Material provided =>
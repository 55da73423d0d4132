use serde::Deserialize;
use std::path::Path;

#[derive(Debug, Clone, Deserialize)]
pub struct Config {
    /// Path to the static schedule tables (stations, routes, travel times).
    pub schedule_path: String,
    /// Path to the offline-prepared track geometry file.
    pub track_geometry_path: String,
    /// Simulation tick period in milliseconds.
    #[serde(default = "default_tick_interval_ms")]
    pub tick_interval_ms: u64,
    #[serde(default = "default_listen_addr")]
    pub listen_addr: String,
    /// Allowed CORS origins. Required unless cors_permissive is true.
    #[serde(default)]
    pub cors_origins: Vec<String>,
    /// Explicitly allow all origins (development only). Defaults to false.
    #[serde(default)]
    pub cors_permissive: bool,
    /// Service area of the line. Track features entirely outside are dropped.
    pub bounding_box: Option<BoundingBox>,
    /// Track features excluded from geometry mapping at startup.
    #[serde(default)]
    pub exclusions: ExclusionConfig,
}

fn default_tick_interval_ms() -> u64 {
    1000
}

fn default_listen_addr() -> String {
    "0.0.0.0:3000".to_string()
}

#[derive(Debug, Clone, Default, Deserialize)]
pub struct ExclusionConfig {
    #[serde(default)]
    pub ids: Vec<i64>,
    #[serde(default)]
    pub names: Vec<String>,
}

#[derive(Debug, Clone, Copy, Deserialize)]
pub struct BoundingBox {
    pub south: f64,
    pub west: f64,
    pub north: f64,
    pub east: f64,
}

impl BoundingBox {
    /// Whether a [lon, lat] coordinate falls inside the box.
    pub fn contains(&self, coordinate: [f64; 2]) -> bool {
        let [lon, lat] = coordinate;
        lat >= self.south && lat <= self.north && lon >= self.west && lon <= self.east
    }
}

impl Config {
    pub fn load<P: AsRef<Path>>(path: P) -> Result<Self, ConfigError> {
        let content = std::fs::read_to_string(path.as_ref())
            .map_err(|e| ConfigError::ReadError(e.to_string()))?;

        serde_yaml::from_str(&content).map_err(|e| ConfigError::ParseError(e.to_string()))
    }
}

#[derive(Debug, thiserror::Error)]
pub enum ConfigError {
    #[error("Failed to read config file: {0}")]
    ReadError(String),
    #[error("Failed to parse config: {0}")]
    ParseError(String),
}
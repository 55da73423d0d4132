/// Arrival predictor: inverts the position model to answer "when does the
/// next train reach this station". Works over the latest published snapshot
/// only; read-only and safe to run concurrently with the tick.
use crate::geometry::GeometryCache;
use crate::models::{ArrivalPrediction, Snapshot, TrainPosition};
use crate::schedule::ScheduleData;
use chrono::{DateTime, Duration, Utc};
use tracing::debug;

/// Predictions further out than this are too uncertain to show.
const PREDICTION_HORIZON_SECS: i64 = 45 * 60;

/// Confidence for an arrival within the current segment.
const BASE_CONFIDENCE: f64 = 0.9;

/// Multiplicative decay per additional whole segment still to traverse.
const CONFIDENCE_DECAY_PER_SEGMENT: f64 = 0.95;

pub const DEFAULT_ARRIVALS_LIMIT: usize = 5;

/// Predict arrivals of live trains at a station, soonest first, truncated to
/// `max_results`. Trains on routes not serving the station, trains moving
/// away, and trains already past it are skipped.
pub fn predict_arrivals(
    station_id: &str,
    snapshot: &Snapshot,
    schedule: &ScheduleData,
    geometry: &GeometryCache,
    max_results: usize,
    now: DateTime<Utc>,
) -> Vec<ArrivalPrediction> {
    let mut predictions: Vec<ArrivalPrediction> = snapshot
        .trains
        .iter()
        .filter_map(|train| predict_for_train(station_id, train, schedule, geometry, now))
        .collect();

    predictions.sort_by_key(|p| p.seconds_away);
    predictions.truncate(max_results);
    predictions
}

fn predict_for_train(
    station_id: &str,
    train: &TrainPosition,
    schedule: &ScheduleData,
    geometry: &GeometryCache,
    now: DateTime<Utc>,
) -> Option<ArrivalPrediction> {
    let route = schedule.route(&train.route_id)?;
    if !route.serves(station_id) {
        return None;
    }

    // Station index in the train's direction of travel; oriented segment i
    // runs from oriented station i to i+1.
    let target_index = route.oriented_station_index(station_id, train.direction)?;
    if target_index <= train.segment_index {
        // Moving away or already passed.
        return None;
    }

    let oriented = geometry.oriented(&train.route_id, train.direction)?;
    let current = oriented.segments.get(train.segment_index)?;

    // Remainder of the current segment, plus every complete segment between
    // here and the target station.
    let mut remaining =
        (1.0 - train.segment_progress) * current.travel_time_secs as f64;
    for segment in oriented
        .segments
        .get(train.segment_index + 1..target_index)?
    {
        remaining += segment.travel_time_secs as f64;
    }

    let seconds_away = remaining.round() as i64;
    if seconds_away > PREDICTION_HORIZON_SECS {
        debug!(
            train_id = %train.train_id,
            station_id = %station_id,
            seconds_away,
            "Arrival prediction beyond horizon, discarding"
        );
        return None;
    }

    let whole_segments = (target_index - train.segment_index - 1) as i32;
    let confidence = BASE_CONFIDENCE * CONFIDENCE_DECAY_PER_SEGMENT.powi(whole_segments);

    let arrival_time = now + Duration::seconds(seconds_away);
    Some(ArrivalPrediction {
        train_id: train.train_id.clone(),
        route_id: train.route_id.clone(),
        route_name: train.route_name.clone(),
        direction: train.direction,
        final_destination_station_id: route.terminus(train.direction)?.to_string(),
        arrival_time: arrival_time.to_rfc3339(),
        seconds_away,
        minutes_away: seconds_away / 60,
        confidence,
    })
}

#[cfg(test)]
mod tests {
    use super::*;
    use crate::geometry::track::{ExclusionSet, FilterContext, TrackStore};
    use crate::models::TrainPosition;
    use crate::schedule::test_fixtures::*;
    use crate::schedule::Direction;
    use chrono::TimeZone;

    fn utc(h: u32, mi: u32) -> DateTime<Utc> {
        Utc.with_ymd_and_hms(2026, 3, 10, h, mi, 0).unwrap()
    }

    /// Seven stations in a row, every segment 120 s.
    fn schedule() -> ScheduleData {
        let ids = ["s0", "s1", "s2", "s3", "s4", "s5", "s6"];
        let stations = ids
            .iter()
            .enumerate()
            .map(|(i, id)| station(id, 10.90, 48.30 - i as f64 * 0.01, i as f64 * 1.1))
            .collect();
        let travels = ids
            .windows(2)
            .map(|w| travel(w[0], w[1], 120))
            .collect();
        ScheduleData::from_parts(
            stations,
            vec![route("r1", &ids, 15, ("05:30:00", "23:00:00"))],
            travels,
        )
        .unwrap()
    }

    fn cache(schedule: &ScheduleData) -> GeometryCache {
        let exclusions = ExclusionSet::default();
        let ctx = FilterContext {
            exclusions: &exclusions,
            bounding_box: None,
        };
        GeometryCache::build(schedule, &TrackStore::empty(), &ctx)
    }

    fn train(
        id: &str,
        direction: Direction,
        segment_index: usize,
        segment_progress: f64,
    ) -> TrainPosition {
        TrainPosition {
            train_id: id.to_string(),
            route_id: "r1".to_string(),
            route_name: "r1".to_string(),
            direction,
            coordinate: [10.90, 48.30],
            bearing_degrees: 180.0,
            progress: 0.5,
            from_station_id: String::new(),
            to_station_id: String::new(),
            segment_index,
            segment_progress,
            departure_time: String::new(),
        }
    }

    fn snapshot(trains: Vec<TrainPosition>) -> Snapshot {
        Snapshot {
            trains,
            tick_seq: 1,
            timestamp: String::new(),
        }
    }

    #[test]
    fn remaining_time_scenario() {
        // Target station s5; forward train on segment 3 (s3 -> s4) at 50%:
        // 60 s remainder plus the full 120 s of segment 4.
        let schedule = schedule();
        let cache = cache(&schedule);
        let snap = snapshot(vec![train("t1", Direction::Forward, 3, 0.5)]);

        let predictions = predict_arrivals("s5", &snap, &schedule, &cache, 5, utc(9, 0));
        assert_eq!(predictions.len(), 1);
        let p = &predictions[0];
        assert_eq!(p.seconds_away, 180);
        assert_eq!(p.minutes_away, 3);
        assert_eq!(p.final_destination_station_id, "s6");
        // One whole segment between: 0.9 * 0.95.
        assert!((p.confidence - 0.855).abs() < 1e-9);
    }

    #[test]
    fn passed_station_never_appears() {
        let schedule = schedule();
        let cache = cache(&schedule);
        // Forward train already on segment 4 (s4 -> s5) heading past s3.
        let snap = snapshot(vec![train("t1", Direction::Forward, 4, 0.2)]);
        assert!(predict_arrivals("s3", &snap, &schedule, &cache, 5, utc(9, 0)).is_empty());
        // Its own from-station does not count either.
        assert!(predict_arrivals("s4", &snap, &schedule, &cache, 5, utc(9, 0)).is_empty());
    }

    #[test]
    fn backward_direction_uses_oriented_indices() {
        let schedule = schedule();
        let cache = cache(&schedule);
        // Backward train on oriented segment 1 (s5 -> s4), halfway through.
        // For s2 (oriented index 4): 60 s + 120 + 120 = 300 s.
        let snap = snapshot(vec![train("t1", Direction::Backward, 1, 0.5)]);
        let predictions = predict_arrivals("s2", &snap, &schedule, &cache, 5, utc(9, 0));
        assert_eq!(predictions.len(), 1);
        assert_eq!(predictions[0].seconds_away, 300);
        assert_eq!(predictions[0].final_destination_station_id, "s0");
        // s6 is behind a backward train that started at s6.
        assert!(predict_arrivals("s6", &snap, &schedule, &cache, 5, utc(9, 0)).is_empty());
    }

    #[test]
    fn sorted_and_truncated() {
        let schedule = schedule();
        let cache = cache(&schedule);
        let snap = snapshot(vec![
            train("far", Direction::Forward, 0, 0.0),
            train("near", Direction::Forward, 3, 0.9),
            train("mid", Direction::Forward, 2, 0.5),
        ]);
        let predictions = predict_arrivals("s5", &snap, &schedule, &cache, 2, utc(9, 0));
        assert_eq!(predictions.len(), 2);
        assert_eq!(predictions[0].train_id, "near");
        assert_eq!(predictions[1].train_id, "mid");
        assert!(predictions[0].seconds_away <= predictions[1].seconds_away);
    }

    #[test]
    fn confidence_decays_with_distance() {
        let schedule = schedule();
        let cache = cache(&schedule);
        let snap = snapshot(vec![train("t1", Direction::Forward, 0, 0.0)]);
        let near = predict_arrivals("s1", &snap, &schedule, &cache, 5, utc(9, 0));
        let far = predict_arrivals("s6", &snap, &schedule, &cache, 5, utc(9, 0));
        assert!((near[0].confidence - 0.9).abs() < 1e-9);
        assert!((far[0].confidence - 0.9 * 0.95_f64.powi(5)).abs() < 1e-9);
        assert!(far[0].confidence < near[0].confidence);
    }

    #[test]
    fn horizon_discards_distant_predictions() {
        // Stretch every segment to 10 minutes: six segments ahead is an hour
        // out, beyond the 45-minute horizon.
        let ids = ["s0", "s1", "s2", "s3", "s4", "s5", "s6"];
        let stations = ids
            .iter()
            .enumerate()
            .map(|(i, id)| station(id, 10.90, 48.30 - i as f64 * 0.01, i as f64 * 1.1))
            .collect();
        let travels = ids.windows(2).map(|w| travel(w[0], w[1], 600)).collect();
        let schedule = ScheduleData::from_parts(
            stations,
            vec![route("r1", &ids, 15, ("05:30:00", "23:00:00"))],
            travels,
        )
        .unwrap();
        let cache = cache(&schedule);

        let snap = snapshot(vec![train("t1", Direction::Forward, 0, 0.0)]);
        assert!(predict_arrivals("s6", &snap, &schedule, &cache, 5, utc(9, 0)).is_empty());
        // Nearby stations still predict.
        assert!(!predict_arrivals("s2", &snap, &schedule, &cache, 5, utc(9, 0)).is_empty());
    }

    #[test]
    fn other_routes_are_ignored() {
        let schedule = schedule();
        let cache = cache(&schedule);
        let mut other = train("t1", Direction::Forward, 0, 0.0);
        other.route_id = "r9".to_string();
        let snap = snapshot(vec![other]);
        assert!(predict_arrivals("s5", &snap, &schedule, &cache, 5, utc(9, 0)).is_empty());
    }
}
//! VM management module for acvm.
//!
//! Builds engine command lines from persisted VM records, supervises the
//! engine process, and drives it over the monitor protocol.

pub mod launch;
pub mod monitor;
pub mod preview;
pub mod qmp;
pub mod supervisor;

// ---------------------------------------------------------------------------
// Re-exports
// ---------------------------------------------------------------------------

pub use launch::{LaunchMode, LaunchSpec};
pub use monitor::MonitorClient;
pub use preview::PreviewImage;
pub use qmp::{QmpCommand, QmpEvent};
pub use supervisor::{
    OperationOutcome, StartOutcome, SupervisorEvent, SupervisorHandle, SupervisorStatus,
};
//! acvm: command-line front end for the VM supervisor.
//!
//! Manages VM records on disk and runs one VM at a time under a
//! [`SupervisorHandle`], with a small line-oriented control prompt.

use std::path::PathBuf;

use anyhow::{Context, Result, bail};
use clap::{Parser, Subcommand};
use tokio::io::{AsyncBufReadExt, BufReader};
use tokio::sync::{broadcast, mpsc};
use tracing::{info, warn};

use acvm::config::{Architecture, ConfigStore, VmConfig};
use acvm::config_watcher::ConfigWatcher;
use acvm::logging;
use acvm::paths::AcvmPaths;
use acvm::settings::Settings;
use acvm::state_machine::lifecycle_sm::VmState;
use acvm::vm::launch::{self, LaunchMode};
use acvm::vm::{StartOutcome, SupervisorEvent, SupervisorHandle};

/// Supervise QEMU virtual machines
#[derive(Parser, Debug)]
#[command(name = "acvm", version, about = "Supervise QEMU virtual machines")]
struct Args {
    /// Keep settings, records and logs under this directory instead of the
    /// platform locations
    #[arg(long, global = true)]
    root: Option<PathBuf>,

    /// Debug logging for acvm and the engine's stderr
    #[arg(short, long, global = true)]
    verbose: bool,

    #[command(subcommand)]
    command: Command,
}

#[derive(Subcommand, Debug)]
enum Command {
    /// List saved VM records
    List,
    /// Print a record and the engine arguments it would launch with
    Show { name: String },
    /// Write a new VM record
    Create(CreateArgs),
    /// Remove a VM record and its nvram store
    Delete { name: String },
    /// Start a VM and control it until it stops
    Run {
        name: String,
        /// No display; the guest serial console is attached to this terminal
        #[arg(long)]
        headless: bool,
    },
}

#[derive(clap::Args, Debug)]
struct CreateArgs {
    name: String,
    #[arg(long, default_value = "aarch64")]
    arch: String,
    #[arg(long, default_value_t = 4)]
    cores: u32,
    /// Memory in megabytes
    #[arg(long, default_value_t = 4096)]
    ram: u32,
    /// Main disk image
    #[arg(long)]
    image: PathBuf,
    /// Firmware variable store, which must exist before launch
    /// [default: <vms>/<name>.nvram]
    #[arg(long)]
    nvram: Option<PathBuf>,
    /// Installation media, mounted for the next session only
    #[arg(long)]
    cd: Option<PathBuf>,
    /// Attach the boot disk as NVMe instead of virtio
    #[arg(long)]
    nvme: bool,
    #[arg(long)]
    ssh: bool,
    #[arg(long)]
    rdp: bool,
}

fn main() -> Result<()> {
    let args = Args::parse();

    let paths = match &args.root {
        Some(root) => AcvmPaths::under(root),
        None => AcvmPaths::resolve().context("HOME is not set")?,
    };
    paths.ensure().context("creating application directories")?;
    let _log_guard = logging::init(Some(&paths.logs), args.verbose);

    let settings = Settings::load_or_init(&paths.settings_file());
    let store = ConfigStore::new(&paths.vms);

    match args.command {
        Command::List => list(&store),
        Command::Show { name } => show(&store, &settings, &name),
        Command::Create(create_args) => create(&store, &paths, create_args),
        Command::Delete { name } => {
            let config = store.load(&name)?;
            store.delete(&config)?;
            println!("deleted {name}");
            Ok(())
        }
        Command::Run { name, headless } => {
            let config = store.load(&name)?;
            let mode = if headless {
                LaunchMode::Headless
            } else {
                LaunchMode::Normal
            };
            let runtime = tokio::runtime::Builder::new_multi_thread()
                .enable_all()
                .build()
                .context("creating tokio runtime")?;
            runtime.block_on(run(config, settings, store, mode))
        }
    }
}

fn list(store: &ConfigStore) -> Result<()> {
    let configs = store.list()?;
    if configs.is_empty() {
        println!("no VMs in {}", store.dir().display());
        return Ok(());
    }
    for config in configs {
        println!(
            "{:<24} {:<8} {:>3} cores {:>6} MB",
            config.name,
            config.architecture.as_str(),
            config.cores,
            config.ram_megabytes
        );
    }
    Ok(())
}

fn show(store: &ConfigStore, settings: &Settings, name: &str) -> Result<()> {
    let config = store.load(name)?;
    print!("{}", config.to_toml()?);
    match launch::build(
        &config,
        LaunchMode::Normal,
        &settings.firmware_path,
        settings.monitor_ports(),
    ) {
        Ok(spec) => println!("\n# launch arguments\n{}", spec.args.join(" ")),
        Err(e) => println!("\n# cannot launch: {e}"),
    }
    Ok(())
}

fn create(store: &ConfigStore, paths: &AcvmPaths, args: CreateArgs) -> Result<()> {
    if store.path_for(&args.name).exists() {
        bail!("a VM named `{}` already exists", args.name);
    }
    let nvram = args.nvram.unwrap_or_else(|| paths.nvram_for(&args.name));
    let mut config = VmConfig::new(args.name, Architecture::from(args.arch), args.image, nvram);
    config.cores = args.cores;
    config.ram_megabytes = args.ram;
    config.use_virtio = !args.nvme;
    config.ssh_port_forward = args.ssh;
    config.rdp_port_forward = args.rdp;
    if let Some(cd) = args.cd {
        config.cd_image = cd;
        config.mount_cd_image = true;
    }
    store.save(&config)?;
    println!("created {} at {}", config.name, store.path_for(&config.name).display());
    if !config.nvram.is_file() {
        println!("note: {} does not exist yet; create it before running", config.nvram.display());
    }
    Ok(())
}

// ---------------------------------------------------------------------------
// run
// ---------------------------------------------------------------------------

async fn run(config: VmConfig, settings: Settings, store: ConfigStore, mode: LaunchMode) -> Result<()> {
    let name = config.name.clone();
    let supervisor = SupervisorHandle::spawn(config, settings, store.clone());
    let mut events = supervisor.subscribe();

    // Forward on-disk edits of this record to the supervisor.
    let (reload_tx, mut reload_rx) = mpsc::unbounded_channel();
    let _watcher = match ConfigWatcher::start(store, &name, move |config| {
        let _ = reload_tx.send(config);
    }) {
        Ok(watcher) => Some(watcher),
        Err(e) => {
            warn!(vm = %name, error = %e, "not watching VM record");
            None
        }
    };
    let reload_handle = supervisor.clone();
    tokio::spawn(async move {
        while let Some(config) = reload_rx.recv().await {
            if let Err(e) = reload_handle.replace_config(config).await {
                warn!(error = %e, "configuration change not applied");
            }
        }
    });

    match supervisor.start(mode).await? {
        StartOutcome::Started { pid, monitor_port } => {
            info!(vm = %name, ?pid, monitor_port, "started");
            println!("{name} started (monitor port {monitor_port})");
        }
        StartOutcome::StoppedExisting => {
            println!("{name} was already running and has been stopped");
            return Ok(());
        }
    }

    match mode {
        // The guest owns stdin; Ctrl-C is the only control.
        LaunchMode::Headless => {
            tokio::select! {
                _ = wait_until_stopped(&mut events) => {}
                _ = tokio::signal::ctrl_c() => {
                    println!("stopping {name}");
                    supervisor.stop().await?;
                    wait_until_stopped(&mut events).await;
                }
            }
        }
        LaunchMode::Normal => control_prompt(&supervisor, &mut events).await?,
    }

    supervisor.shutdown().await?;
    Ok(())
}

/// Read commands from stdin until the VM stops or the user quits.
async fn control_prompt(
    supervisor: &SupervisorHandle,
    events: &mut broadcast::Receiver<SupervisorEvent>,
) -> Result<()> {
    println!("commands: pause | resume | stop | screendump | status | quit");
    let mut lines = BufReader::new(tokio::io::stdin()).lines();

    loop {
        tokio::select! {
            event = events.recv() => match event {
                Ok(SupervisorEvent::StateChanged(VmState::Stopped)) => {
                    println!("state: stopped");
                    return Ok(());
                }
                Ok(event) => print_event(&event),
                Err(broadcast::error::RecvError::Lagged(n)) => warn!(missed = n, "event stream lagged"),
                Err(broadcast::error::RecvError::Closed) => return Ok(()),
            },
            line = lines.next_line() => {
                let Some(line) = line? else {
                    // stdin closed: treat as quit.
                    supervisor.terminate().await?;
                    return Ok(());
                };
                let result = match line.trim() {
                    "" => continue,
                    "pause" => supervisor.pause().await.map(|o| println!("{o:?}")),
                    "resume" => supervisor.resume().await.map(|o| println!("{o:?}")),
                    "stop" => supervisor.stop().await.map(|o| println!("{o:?}")),
                    "screendump" => supervisor
                        .screendump()
                        .await
                        .map(|path| println!("screendump requested: {}", path.display())),
                    "status" => supervisor.status().await.map(|s| println!("{s:?}")),
                    "quit" => {
                        supervisor.terminate().await?;
                        return Ok(());
                    }
                    other => {
                        println!("unknown command `{other}`");
                        Ok(())
                    }
                };
                if let Err(e) = result {
                    println!("error: {e}");
                }
            }
        }
    }
}

async fn wait_until_stopped(events: &mut broadcast::Receiver<SupervisorEvent>) {
    loop {
        match events.recv().await {
            Ok(SupervisorEvent::StateChanged(VmState::Stopped)) | Err(broadcast::error::RecvError::Closed) => {
                return;
            }
            Ok(event) => print_event(&event),
            Err(broadcast::error::RecvError::Lagged(_)) => {}
        }
    }
}

fn print_event(event: &SupervisorEvent) {
    match event {
        SupervisorEvent::StateChanged(state) => println!("state: {state}"),
        SupervisorEvent::ConfigurationReplaced(config) => println!("configuration reloaded: {}", config.name),
        SupervisorEvent::ConfigurationDeleted(name) => println!("deleted: {name}"),
        SupervisorEvent::PreviewReady(image) => println!(
            "preview {}x{} at {}",
            image.width,
            image.height,
            image.path.display()
        ),
        SupervisorEvent::Monitor(event) => println!("monitor event: {}", event.name),
    }
}
//! File watcher for VM record hot-reload.
//!
//! Watches `<vms>/<name>.toml` and hands the re-parsed record to a callback,
//! which the CLI forwards to the supervisor as a configuration replacement.
//!
//! # Usage
//!
//! ```rust,ignore
//! let watcher = ConfigWatcher::start(store.clone(), "ubuntu", move |config| {
//!     let _ = tx.send(config);
//! })?;
//! ```

use std::ffi::OsString;
use std::path::Path;

use notify::{Event, EventKind, RecommendedWatcher, RecursiveMode, Watcher};
use tracing::{debug, warn};

use crate::config::{ConfigStore, VmConfig};

/// Spawn a watcher on the *parent directory* of `path`.
///
/// Editors write to a temp file then rename, so watching the file itself
/// misses changes. Watching the directory and filtering by file name does not.
///
/// `on_change` runs on the notify thread whenever the target is created or
/// modified.
pub fn spawn_watcher<F>(path: &Path, on_change: F) -> notify::Result<RecommendedWatcher>
where
    F: Fn() + Send + 'static,
{
    let (Some(target), Some(parent)) = (path.file_name(), path.parent()) else {
        return Err(notify::Error::path_not_found().add_path(path.to_path_buf()));
    };
    let target: OsString = target.to_os_string();

    let mut watcher = notify::recommended_watcher(move |res: Result<Event, notify::Error>| {
        match res {
            Ok(event) => {
                if !matches!(event.kind, EventKind::Create(_) | EventKind::Modify(_)) {
                    return;
                }
                let affects_target = event
                    .paths
                    .iter()
                    .any(|p| p.file_name().is_some_and(|f| f == target));
                if affects_target {
                    on_change();
                }
            }
            Err(e) => warn!(error = %e, "config watch error"),
        }
    })?;

    watcher.watch(parent, RecursiveMode::NonRecursive)?;
    Ok(watcher)
}

/// Owns a watcher for one VM record.
pub struct ConfigWatcher {
    _watcher: RecommendedWatcher,
}

impl ConfigWatcher {
    /// Start watching the record for `name`. Records that fail to parse are
    /// logged and skipped; the callback only sees valid configurations.
    pub fn start<F>(store: ConfigStore, name: &str, on_reload: F) -> notify::Result<Self>
    where
        F: Fn(VmConfig) + Send + 'static,
    {
        let path = store.path_for(name);
        let watched = path.clone();
        let watcher = spawn_watcher(&path, move || match ConfigStore::load_file(&watched) {
            Ok(config) => {
                debug!(path = %watched.display(), "VM record changed on disk");
                on_reload(config);
            }
            // Partial writes show up here; the next event carries the full file.
            Err(e) => debug!(path = %watched.display(), error = %e, "skipping unreadable VM record"),
        })?;

        Ok(Self { _watcher: watcher })
    }
}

Assignment => Everything from the first line of the data through the line holding "let [lon, lat] = coordinate;" should be output exactly, and no other lines.

Result of this exercise =>
repository 55da73423d0d4132
use serde::Deserialize;
use std::path::Path;

#[derive(Debug, Clone, Deserialize)]
pub struct Config {
    /// Path to the static schedule tables (stations, routes, travel times).
    pub schedule_path: String,
    /// Path to the offline-prepared track geometry file.
    pub track_geometry_path: String,
    /// Simulation tick period in milliseconds.
    #[serde(default = "default_tick_interval_ms")]
    pub tick_interval_ms: u64,
    #[serde(default = "default_listen_addr")]
    pub listen_addr: String,
    /// Allowed CORS origins. Required unless cors_permissive is true.
    #[serde(default)]
    pub cors_origins: Vec<String>,
    /// Explicitly allow all origins (development only). Defaults to false.
    #[serde(default)]
    pub cors_permissive: bool,
    /// Service area of the line. Track features entirely outside are dropped.
    pub bounding_box: Option<BoundingBox>,
    /// Track features excluded from geometry mapping at startup.
    #[serde(default)]
    pub exclusions: ExclusionConfig,
}

fn default_tick_interval_ms() -> u64 {
    1000
}

fn default_listen_addr() -> String {
    "0.0.0.0:3000".to_string()
}

#[derive(Debug, Clone, Default, Deserialize)]
pub struct ExclusionConfig {
    #[serde(default)]
    pub ids: Vec<i64>,
    #[serde(default)]
    pub names: Vec<String>,
}

#[derive(Debug, Clone, Copy, Deserialize)]
pub struct BoundingBox {
    pub south: f64,
    pub west: f64,
    pub north: f64,
    pub east: f64,
}

impl BoundingBox {
    /// Whether a [lon, lat] coordinate falls inside the box.
    pub fn contains(&self, coordinate: [f64; 2]) -> bool {
        let [lon, lat] = coordinate;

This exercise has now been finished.